:: PROMPT ::
Copy out every line from the records that includes "lives".

[AVAILABLE RECORDS Boundary: Start]

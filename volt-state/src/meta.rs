//! Indexed metadata for blocks and transactions.

use std::io::{Read, Write};

use volt_chain::block::{self, Header, Height};
use volt_chain::{SerializationError, WireDeserialize, WireSerialize};
use volt_serde_derive::{WireDeserialize, WireSerialize};

use crate::segment::StoragePointer;

/// Where a stored block sits relative to the best chain.
#[derive(Copy, Clone, Debug, Eq, PartialEq)]
pub enum BlockStatus {
    /// Part of the chain the head points to.
    MainChain,
    /// Persisted, valid so far, but on a branch with less work.
    SideChain,
    /// Failed contextual validation; never to be applied again.
    Invalid,
}

impl WireSerialize for BlockStatus {
    fn wire_serialize<W: Write>(&self, mut target: W) -> Result<(), std::io::Error> {
        let tag: u8 = match self {
            BlockStatus::MainChain => 0,
            BlockStatus::SideChain => 1,
            BlockStatus::Invalid => 2,
        };
        target.write_all(&[tag])
    }
}

impl WireDeserialize for BlockStatus {
    fn wire_deserialize<R: Read>(reader: R) -> Result<Self, SerializationError> {
        match u8::wire_deserialize(reader)? {
            0 => Ok(BlockStatus::MainChain),
            1 => Ok(BlockStatus::SideChain),
            2 => Ok(BlockStatus::Invalid),
            _ => Err(SerializationError::Parse("unknown block status")),
        }
    }
}

/// Everything the node records about a block besides its payload: chain
/// position, accumulated work, and where the payload and revert data live.
#[derive(Clone, Debug, PartialEq, WireSerialize, WireDeserialize)]
pub struct BlockMetadata {
    /// The block's header.
    pub header: Header,
    /// The block's height.
    pub height: Height,
    /// The total work of this block and all its ancestors.
    pub cumulative_work: u128,
    /// How many transactions the block holds.
    pub transaction_count: u32,
    /// Main chain, side chain, or invalid.
    pub status: BlockStatus,
    /// Where the serialized block lives in the block segment store.
    pub block_ptr: StoragePointer,
    /// Where the block's revert data lives in the revert segment store.
    pub revert_ptr: StoragePointer,
}

impl BlockMetadata {
    /// The hash of the block this metadata describes.
    pub fn hash(&self) -> block::Hash {
        self.header.hash()
    }
}

/// Where a confirmed transaction lives: which block, and where in it.
#[derive(Clone, Debug, PartialEq, WireSerialize, WireDeserialize)]
pub struct TransactionMetadata {
    /// Where the containing block lives in the block segment store.
    pub block_ptr: StoragePointer,
    /// The transaction's position within its block.
    pub position: u32,
    /// The containing block's height.
    pub height: Height,
    /// The containing block's hash.
    pub block_hash: block::Hash,
    /// The containing block's timestamp.
    pub timestamp: i64,
}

[AVAILABLE RECORDS Boundary: End]

:: OUTPUT FOR THIS TASK ::
    /// Where the serialized block lives in the block segment store.
    /// Where the block's revert data lives in the revert segment store.
/// Where a confirmed transaction lives: which block, and where in it.
    /// Where the containing block lives in the block segment store.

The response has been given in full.